EXERCISE PROMPT
Nothing in the data may be altered as it is transcribed.

DATA RECORDS
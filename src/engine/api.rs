//! Filter engine capability traits.
//!
//! The keying core never talks to a concrete pixel-filtering library. It
//! drives a [`FilterEngine`] that hands out [`FilterGraph`]s, and every
//! implementation (in-process software, libavfilter, test mock) honours the
//! same contract:
//!
//! - nodes are added one at a time and identified by [`NodeId`],
//! - a graph accepts frames only after [`FilterGraph::configure`] succeeds,
//! - dropping a graph releases every node it owns, configured or not.

use crate::keying::error::Result;
use crate::keying::types::KeyParameters;

/// Opaque node handle, scoped to the graph that returned it.
#[derive(Debug, Clone, Copy, PartialEq, Eq, Hash)]
pub struct NodeId(pub usize);

/// Pixel formats understood by filter engines.
///
/// Names follow libavfilter's pixel format names.
#[derive(Debug, Clone, Copy, PartialEq, Eq, Hash)]
pub enum EnginePixelFormat {
    Yuv420p,
    Nv12,
    Yuyv422,
    Yvyu422,
    Uyvy422,
    Yuv444p,
    Rgba,
    Bgra,
    Gray8,
}

impl EnginePixelFormat {
    pub fn name(self) -> &'static str {
        match self {
            Self::Yuv420p => "yuv420p",
            Self::Nv12 => "nv12",
            Self::Yuyv422 => "yuyv422",
            Self::Yvyu422 => "yvyu422",
            Self::Uyvy422 => "uyvy422",
            Self::Yuv444p => "yuv444p",
            Self::Rgba => "rgba",
            Self::Bgra => "bgra",
            Self::Gray8 => "gray",
        }
    }

    pub fn is_yuv(self) -> bool {
        matches!(
            self,
            Self::Yuv420p | Self::Nv12 | Self::Yuyv422 | Self::Yvyu422 | Self::Uyvy422 | Self::Yuv444p
        )
    }

    pub fn has_alpha(self) -> bool {
        matches!(self, Self::Rgba | Self::Bgra)
    }

    pub fn plane_count(self) -> usize {
        match self {
            Self::Yuv420p | Self::Yuv444p => 3,
            Self::Nv12 => 2,
            _ => 1,
        }
    }

    /// Rows stored in `plane` for a frame `height` pixels tall.
    pub fn plane_rows(self, plane: usize, height: u32) -> usize {
        let height = height as usize;
        match self {
            _ if plane >= self.plane_count() => 0,
            Self::Yuv420p | Self::Nv12 if plane > 0 => height.div_ceil(2),
            _ => height,
        }
    }

    /// Minimum bytes in one row of `plane` for a frame `width` pixels wide.
    pub fn min_row_bytes(self, plane: usize, width: u32) -> usize {
        let width = width as usize;
        match self {
            _ if plane >= self.plane_count() => 0,
            Self::Yuv420p if plane > 0 => width.div_ceil(2),
            Self::Nv12 if plane > 0 => width.div_ceil(2) * 2,
            Self::Yuv420p | Self::Nv12 | Self::Yuv444p | Self::Gray8 => width,
            Self::Yuyv422 | Self::Yvyu422 | Self::Uyvy422 => width.div_ceil(2) * 4,
            Self::Rgba | Self::Bgra => width * 4,
        }
    }
}

/// Configuration of a source (frame injection) node.
#[derive(Debug, Clone, Copy, PartialEq, Eq)]
pub struct SourceConfig {
    pub width: u32,
    pub height: u32,
    pub format: EnginePixelFormat,
    /// Timestamp unit of submitted frames. Bookkeeping only, never used for pacing.
    pub time_base: (i32, i32),
    pub pixel_aspect: (i32, i32),
}

impl SourceConfig {
    /// Nominal rate used for the time base of every source node.
    pub const NOMINAL_FRAME_RATE: i32 = 25;

    pub fn new(width: u32, height: u32, format: EnginePixelFormat) -> Self {
        Self {
            width,
            height,
            format,
            time_base: (1, Self::NOMINAL_FRAME_RATE),
            pixel_aspect: (1, 1),
        }
    }

    /// Option string for a libavfilter `buffer` node, given the engine's
    /// numeric code for `format`.
    pub fn filter_args(&self, pix_fmt_code: i32) -> String {
        format!(
            "video_size={}x{}:pix_fmt={}:time_base={}/{}:pixel_aspect={}/{}",
            self.width,
            self.height,
            pix_fmt_code,
            self.time_base.0,
            self.time_base.1,
            self.pixel_aspect.0,
            self.pixel_aspect.1
        )
    }
}

/// One plane of a stage frame. `data.len()` is always `stride * rows`.
#[derive(Debug, Clone, Default, PartialEq, Eq)]
pub struct StagePlane {
    pub data: Vec<u8>,
    pub stride: usize,
}

/// Frame buffer exchanged with an engine graph.
///
/// Stage frames are owned by the processing graph and reused across calls;
/// [`StageFrame::reshape`] and [`StageFrame::copy_from`] keep existing
/// allocations whenever the layout allows.
#[derive(Debug, Clone, PartialEq, Eq)]
pub struct StageFrame {
    pub format: EnginePixelFormat,
    pub width: u32,
    pub height: u32,
    /// Submission sequence number, in units of the source time base.
    pub pts: i64,
    pub planes: Vec<StagePlane>,
}

impl StageFrame {
    pub fn new(format: EnginePixelFormat, width: u32, height: u32) -> Self {
        Self {
            format,
            width,
            height,
            pts: 0,
            planes: Vec::new(),
        }
    }

    /// Size the planes for the given `(stride, rows)` pairs.
    pub fn reshape(&mut self, layout: &[(usize, usize)]) {
        self.planes.resize_with(layout.len(), StagePlane::default);
        for (plane, &(stride, rows)) in self.planes.iter_mut().zip(layout) {
            plane.stride = stride;
            plane.data.resize(stride * rows, 0);
        }
    }

    /// Overwrite this frame with `other`, reusing plane allocations.
    pub fn copy_from(&mut self, other: &StageFrame) {
        self.format = other.format;
        self.width = other.width;
        self.height = other.height;
        self.pts = other.pts;
        self.planes.resize_with(other.planes.len(), StagePlane::default);
        for (dst, src) in self.planes.iter_mut().zip(&other.planes) {
            dst.stride = src.stride;
            dst.data.clear();
            dst.data.extend_from_slice(&src.data);
        }
    }

    pub fn plane(&self, index: usize) -> Option<&StagePlane> {
        self.planes.get(index)
    }

    /// Check that every plane the format needs is present and large enough.
    pub fn has_valid_layout(&self) -> bool {
        let needed = self.format.plane_count();
        if self.planes.len() < needed {
            return false;
        }
        self.planes.iter().take(needed).enumerate().all(|(i, p)| {
            let rows = self.format.plane_rows(i, self.height);
            p.stride >= self.format.min_row_bytes(i, self.width)
                && p.stride > 0
                && p.data.len() >= p.stride * rows
        })
    }
}

/// Result of asking a sink node for output.
#[derive(Debug, Clone, Copy, PartialEq, Eq)]
pub enum Received {
    /// The output frame was written.
    Frame,
    /// The engine holds input but has produced nothing yet.
    Pending,
}

/// A pixel-filtering engine capable of building filter graphs.
///
/// One engine instance is created by the host application (performing any
/// process-wide library initialisation once) and shared by every keying
/// context.
pub trait FilterEngine: Send + Sync {
    /// Short name used in logs.
    fn name(&self) -> &'static str;

    /// Allocate an empty graph.
    fn allocate_graph(&self) -> Result<Box<dyn FilterGraph>>;
}

/// A filter graph under construction or ready to process frames.
///
/// Dropping the graph releases every node it owns.
pub trait FilterGraph: Send {
    /// Add the frame injection node.
    fn add_source(&mut self, config: &SourceConfig) -> Result<NodeId>;

    /// Add the keying filter node.
    fn add_key_filter(&mut self, params: &KeyParameters) -> Result<NodeId>;

    /// Add the output node, accepting only `format`.
    fn add_sink(&mut self, format: EnginePixelFormat) -> Result<NodeId>;

    /// Connect output pad 0 of `from` to input pad 0 of `to`.
    fn link(&mut self, from: NodeId, to: NodeId) -> Result<()>;

    /// Validate the topology and negotiate formats.
    fn configure(&mut self) -> Result<()>;

    /// Submit a frame to a source node.
    fn submit(&mut self, source: NodeId, frame: &StageFrame) -> Result<()>;

    /// Pull one frame from a sink node into `frame`.
    fn receive(&mut self, sink: NodeId, frame: &mut StageFrame) -> Result<Received>;
}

WORKED SOLUTION
filename src/engine/api.rs
//! Filter engine capability traits.
//!
//! The keying core never talks to a concrete pixel-filtering library. It
//! drives a [`FilterEngine`] that hands out [`FilterGraph`]s, and every
//! implementation (in-process software, libavfilter, test mock) honours the
//! same contract:
//!
//! - nodes are added one at a time and identified by [`NodeId`],
//! - a graph accepts frames only after [`FilterGraph::configure`] succeeds,
//! - dropping a graph releases every node it owns, configured or not.

use crate::keying::error::Result;
use crate::keying::types::KeyParameters;

/// Opaque node handle, scoped to the graph that returned it.
#[derive(Debug, Clone, Copy, PartialEq, Eq, Hash)]
pub struct NodeId(pub usize);

/// Pixel formats understood by filter engines.
///
/// Names follow libavfilter's pixel format names.
#[derive(Debug, Clone, Copy, PartialEq, Eq, Hash)]
pub enum EnginePixelFormat {
    Yuv420p,
    Nv12,
    Yuyv422,
    Yvyu422,
    Uyvy422,
    Yuv444p,
    Rgba,
    Bgra,
    Gray8,
}

impl EnginePixelFormat {
    pub fn name(self) -> &'static str {
        match self {
            Self::Yuv420p => "yuv420p",
            Self::Nv12 => "nv12",
            Self::Yuyv422 => "yuyv422",
            Self::Yvyu422 => "yvyu422",
            Self::Uyvy422 => "uyvy422",
            Self::Yuv444p => "yuv444p",
            Self::Rgba => "rgba",
            Self::Bgra => "bgra",
            Self::Gray8 => "gray",
        }
    }

    pub fn is_yuv(self) -> bool {
        matches!(
            self,
            Self::Yuv420p | Self::Nv12 | Self::Yuyv422 | Self::Yvyu422 | Self::Uyvy422 | Self::Yuv444p
        )
    }

    pub fn has_alpha(self) -> bool {
        matches!(self, Self::Rgba | Self::Bgra)
    }

    pub fn plane_count(self) -> usize {
        match self {
            Self::Yuv420p | Self::Yuv444p => 3,
            Self::Nv12 => 2,
            _ => 1,
        }
    }

    /// Rows stored in `plane` for a frame `height` pixels tall.
    pub fn plane_rows(self, plane: usize, height: u32) -> usize {
        let height = height as usize;
        match self {
            _ if plane >= self.plane_count() => 0,
            Self::Yuv420p | Self::Nv12 if plane > 0 => height.div_ceil(2),
            _ => height,
        }
    }

    /// Minimum bytes in one row of `plane` for a frame `width` pixels wide.
    pub fn min_row_bytes(self, plane: usize, width: u32) -> usize {
        let width = width as usize;
        match self {
            _ if plane >= self.plane_count() => 0,
            Self::Yuv420p if plane > 0 => width.div_ceil(2),
            Self::Nv12 if plane > 0 => width.div_ceil(2) * 2,
            Self::Yuv420p | Self::Nv12 | Self::Yuv444p | Self::Gray8 => width,
            Self::Yuyv422 | Self::Yvyu422 | Self::Uyvy422 => width.div_ceil(2) * 4,
            Self::Rgba | Self::Bgra => width * 4,
        }
    }
}

/// Configuration of a source (frame injection) node.
#[derive(Debug, Clone, Copy, PartialEq, Eq)]
pub struct SourceConfig {
    pub width: u32,
    pub height: u32,
    pub format: EnginePixelFormat,
    /// Timestamp unit of submitted frames. Bookkeeping only, never used for pacing.
    pub time_base: (i32, i32),
    pub pixel_aspect: (i32, i32),
}

impl SourceConfig {
    /// Nominal rate used for the time base of every source node.
    pub const NOMINAL_FRAME_RATE: i32 = 25;

    pub fn new(width: u32, height: u32, format: EnginePixelFormat) -> Self {
        Self {
            width,
            height,
            format,
            time_base: (1, Self::NOMINAL_FRAME_RATE),
            pixel_aspect: (1, 1),
        }
    }

    /// Option string for a libavfilter `buffer` node, given the engine's
    /// numeric code for `format`.
    pub fn filter_args(&self, pix_fmt_code: i32) -> String {
        format!(
            "video_size={}x{}:pix_fmt={}:time_base={}/{}:pixel_aspect={}/{}",
            self.width,
            self.height,
            pix_fmt_code,
            self.time_base.0,
            self.time_base.1,
            self.pixel_aspect.0,
            self.pixel_aspect.1
        )
    }
}

/// One plane of a stage frame. `data.len()` is always `stride * rows`.
#[derive(Debug, Clone, Default, PartialEq, Eq)]
pub struct StagePlane {
    pub data: Vec<u8>,
    pub stride: usize,
}

/// Frame buffer exchanged with an engine graph.
///
/// Stage frames are owned by the processing graph and reused across calls;
/// [`StageFrame::reshape`] and [`StageFrame::copy_from`] keep existing
/// allocations whenever the layout allows.
#[derive(Debug, Clone, PartialEq, Eq)]
pub struct StageFrame {
    pub format: EnginePixelFormat,
    pub width: u32,
    pub height: u32,
    /// Submission sequence number, in units of the source time base.
    pub pts: i64,
    pub planes: Vec<StagePlane>,
}

impl StageFrame {
    pub fn new(format: EnginePixelFormat, width: u32, height: u32) -> Self {
        Self {
            format,
            width,
            height,
            pts: 0,
            planes: Vec::new(),
        }
    }

    /// Size the planes for the given `(stride, rows)` pairs.
    pub fn reshape(&mut self, layout: &[(usize, usize)]) {
        self.planes.resize_with(layout.len(), StagePlane::default);
        for (plane, &(stride, rows)) in self.planes.iter_mut().zip(layout) {
            plane.stride = stride;
            plane.data.resize(stride * rows, 0);
        }
    }

    /// Overwrite this frame with `other`, reusing plane allocations.
    pub fn copy_from(&mut self, other: &StageFrame) {
        self.format = other.format;
        self.width = other.width;
        self.height = other.height;
        self.pts = other.pts;
        self.planes.resize_with(other.planes.len(), StagePlane::default);
        for (dst, src) in self.planes.iter_mut().zip(&other.planes) {
            dst.stride = src.stride;
            dst.data.clear();
            dst.data.extend_from_slice(&src.data);
        }
    }

    pub fn plane(&self, index: usize) -> Option<&StagePlane> {
        self.planes.get(index)
    }

    /// Check that every plane the format needs is present and large enough.
    pub fn has_valid_layout(&self) -> bool {
        let needed = self.format.plane_count();
        if self.planes.len() < needed {
            return false;
        }
        self.planes.iter().take(needed).enumerate().all(|(i, p)| {
            let rows = self.format.plane_rows(i, self.height);
            p.stride >= self.format.min_row_bytes(i, self.width)
                && p.stride > 0
                && p.data.len() >= p.stride * rows
        })
    }
}

/// Result of asking a sink node for output.
#[derive(Debug, Clone, Copy, PartialEq, Eq)]
pub enum Received {
    /// The output frame was written.
    Frame,
    /// The engine holds input but has produced nothing yet.
    Pending,
}

/// A pixel-filtering engine capable of building filter graphs.
///
/// One engine instance is created by the host application (performing any
/// process-wide library initialisation once) and shared by every keying
/// context.
pub trait FilterEngine: Send + Sync {
    /// Short name used in logs.
    fn name(&self) -> &'static str;

    /// Allocate an empty graph.
    fn allocate_graph(&self) -> Result<Box<dyn FilterGraph>>;
}

/// A filter graph under construction or ready to process frames.
///
/// Dropping the graph releases every node it owns.
pub trait FilterGraph: Send {
    /// Add the frame injection node.
    fn add_source(&mut self, config: &SourceConfig) -> Result<NodeId>;

    /// Add the keying filter node.
    fn add_key_filter(&mut self, params: &KeyParameters) -> Result<NodeId>;

    /// Add the output node, accepting only `format`.
    fn add_sink(&mut self, format: EnginePixelFormat) -> Result<NodeId>;

    /// Connect output pad 0 of `from` to input pad 0 of `to`.
    fn link(&mut self, from: NodeId, to: NodeId) -> Result<()>;

    /// Validate the topology and negotiate formats.
    fn configure(&mut self) -> Result<()>;

    /// Submit a frame to a source node.
    fn submit(&mut self, source: NodeId, frame: &StageFrame) -> Result<()>;

    /// Pull one frame from a sink node into `frame`.
    fn receive(&mut self, sink: NodeId, frame: &mut StageFrame) -> Result<Received>;
}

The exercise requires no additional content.